**Activity**
Entries must be copied exactly, with nothing left out.

================

//! Collection query parameters and compiled query plans

use serde::Serialize;

use crate::core::descriptor::Searchable;
use crate::core::error::ValidationError;
use crate::core::paging::{PagingDefaults, PagingOptions, PagingWindow};
use crate::core::search::{Filter, SearchCompiler};
use crate::core::sort::{SortCompiler, SortPlan};

/// Raw collection query as sent by the client
///
/// `filter` (alias `search`) and `sort` (alias `orderBy`) may repeat; a
/// single `sort` value may also list several keys separated by commas.
///
/// # Example
/// ```rust,ignore
/// GET /api/worlds?offset=0&limit=10&filter=tenantName eq ADAMS&sort=worldName,createdAt:desc
/// ```
#[derive(Debug, Clone, Default, PartialEq, Eq)]
pub struct CollectionQuery {
    pub paging: PagingOptions,
    pub filter: Vec<String>,
    pub sort: Vec<String>,
}

impl CollectionQuery {
    /// Parse a URL query string (without the leading `?`)
    ///
    /// Unknown parameters are ignored.
    pub fn from_query_string(query: &str) -> Result<Self, ValidationError> {
        let mut parsed = Self::default();
        for (name, value) in url::form_urlencoded::parse(query.as_bytes()) {
            match name.as_ref() {
                "offset" => parsed.paging.offset = Some(parse_integer(&name, &value)?),
                "limit" => parsed.paging.limit = Some(parse_integer(&name, &value)?),
                "filter" | "search" => {
                    if !value.trim().is_empty() {
                        parsed.filter.push(value.into_owned());
                    }
                }
                "sort" | "orderBy" => parsed.sort.extend(
                    value
                        .split(',')
                        .filter(|key| !key.trim().is_empty())
                        .map(str::to_string),
                ),
                _ => {}
            }
        }
        Ok(parsed)
    }

    pub fn with_filter(mut self, token: impl Into<String>) -> Self {
        self.filter.push(token.into());
        self
    }

    pub fn with_sort(mut self, token: impl Into<String>) -> Self {
        self.sort.push(token.into());
        self
    }

    pub fn with_paging(mut self, offset: i64, limit: i64) -> Self {
        self.paging = PagingOptions {
            offset: Some(offset),
            limit: Some(limit),
        };
        self
    }
}

fn parse_integer(name: &str, value: &str) -> Result<i64, ValidationError> {
    value
        .trim()
        .parse::<i64>()
        .map_err(|_| ValidationError::InvalidQueryParameter {
            name: name.to_string(),
            message: format!("expected an integer, got '{}'", value),
        })
}

/// A validated, typed query ready to hand to a data source
#[derive(Debug, Clone, PartialEq, Serialize)]
pub struct QueryPlan {
    pub resource: &'static str,
    pub filter: Filter,
    pub sort: SortPlan,
    pub window: PagingWindow,
}

impl QueryPlan {
    /// Validate every part of a collection query for resource `T`
    ///
    /// Paging is checked first, then filters, then sort keys; the first
    /// failure is returned and nothing is fetched.
    pub fn compile<T: Searchable>(
        query: &CollectionQuery,
        defaults: PagingDefaults,
    ) -> Result<Self, ValidationError> {
        let window = PagingWindow::resolve(&query.paging, defaults)?;
        let filter = SearchCompiler::for_resource::<T>().compile(&query.filter)?;
        let sort = SortCompiler::for_resource::<T>().compile(&query.sort)?;

        let plan = Self {
            resource: T::resource_name(),
            filter,
            sort,
            window,
        };
        tracing::debug!(
            resource = plan.resource,
            offset = plan.window.offset,
            limit = plan.window.limit,
            conditions = plan.filter.conditions().len(),
            sort_keys = plan.sort.keys().len(),
            "compiled query plan"
        );
        Ok(plan)
    }
}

================

**Solution to this problem**
//! Collection query parameters and compiled query plans

use serde::Serialize;

use crate::core::descriptor::Searchable;
use crate::core::error::ValidationError;
use crate::core::paging::{PagingDefaults, PagingOptions, PagingWindow};
use crate::core::search::{Filter, SearchCompiler};
use crate::core::sort::{SortCompiler, SortPlan};

/// Raw collection query as sent by the client
///
/// `filter` (alias `search`) and `sort` (alias `orderBy`) may repeat; a
/// single `sort` value may also list several keys separated by commas.
///
/// # Example
/// ```rust,ignore
/// GET /api/worlds?offset=0&limit=10&filter=tenantName eq ADAMS&sort=worldName,createdAt:desc
/// ```
#[derive(Debug, Clone, Default, PartialEq, Eq)]
pub struct CollectionQuery {
    pub paging: PagingOptions,
    pub filter: Vec<String>,
    pub sort: Vec<String>,
}

impl CollectionQuery {
    /// Parse a URL query string (without the leading `?`)
    ///
    /// Unknown parameters are ignored.
    pub fn from_query_string(query: &str) -> Result<Self, ValidationError> {
        let mut parsed = Self::default();
        for (name, value) in url::form_urlencoded::parse(query.as_bytes()) {
            match name.as_ref() {
                "offset" => parsed.paging.offset = Some(parse_integer(&name, &value)?),
                "limit" => parsed.paging.limit = Some(parse_integer(&name, &value)?),
                "filter" | "search" => {
                    if !value.trim().is_empty() {
                        parsed.filter.push(value.into_owned());
                    }
                }
                "sort" | "orderBy" => parsed.sort.extend(
                    value
                        .split(',')
                        .filter(|key| !key.trim().is_empty())
                        .map(str::to_string),
                ),
                _ => {}
            }
        }
        Ok(parsed)
    }

    pub fn with_filter(mut self, token: impl Into<String>) -> Self {
        self.filter.push(token.into());
        self
    }

    pub fn with_sort(mut self, token: impl Into<String>) -> Self {
        self.sort.push(token.into());
        self
    }

    pub fn with_paging(mut self, offset: i64, limit: i64) -> Self {
        self.paging = PagingOptions {
            offset: Some(offset),
            limit: Some(limit),
        };
        self
    }
}

fn parse_integer(name: &str, value: &str) -> Result<i64, ValidationError> {
    value
        .trim()
        .parse::<i64>()
        .map_err(|_| ValidationError::InvalidQueryParameter {
            name: name.to_string(),
            message: format!("expected an integer, got '{}'", value),
        })
}

/// A validated, typed query ready to hand to a data source
#[derive(Debug, Clone, PartialEq, Serialize)]
pub struct QueryPlan {
    pub resource: &'static str,
    pub filter: Filter,
    pub sort: SortPlan,
    pub window: PagingWindow,
}

impl QueryPlan {
    /// Validate every part of a collection query for resource `T`
    ///
    /// Paging is checked first, then filters, then sort keys; the first
    /// failure is returned and nothing is fetched.
    pub fn compile<T: Searchable>(
        query: &CollectionQuery,
        defaults: PagingDefaults,
    ) -> Result<Self, ValidationError> {
        let window = PagingWindow::resolve(&query.paging, defaults)?;
        let filter = SearchCompiler::for_resource::<T>().compile(&query.filter)?;
        let sort = SortCompiler::for_resource::<T>().compile(&query.sort)?;

        let plan = Self {
            resource: T::resource_name(),
            filter,
            sort,
            window,
        };
        tracing::debug!(
            resource = plan.resource,
            offset = plan.window.offset,
            limit = plan.window.limit,
            conditions = plan.filter.conditions().len(),
            sort_keys = plan.sort.keys().len(),
            "compiled query plan"
        );
        Ok(plan)
    }
}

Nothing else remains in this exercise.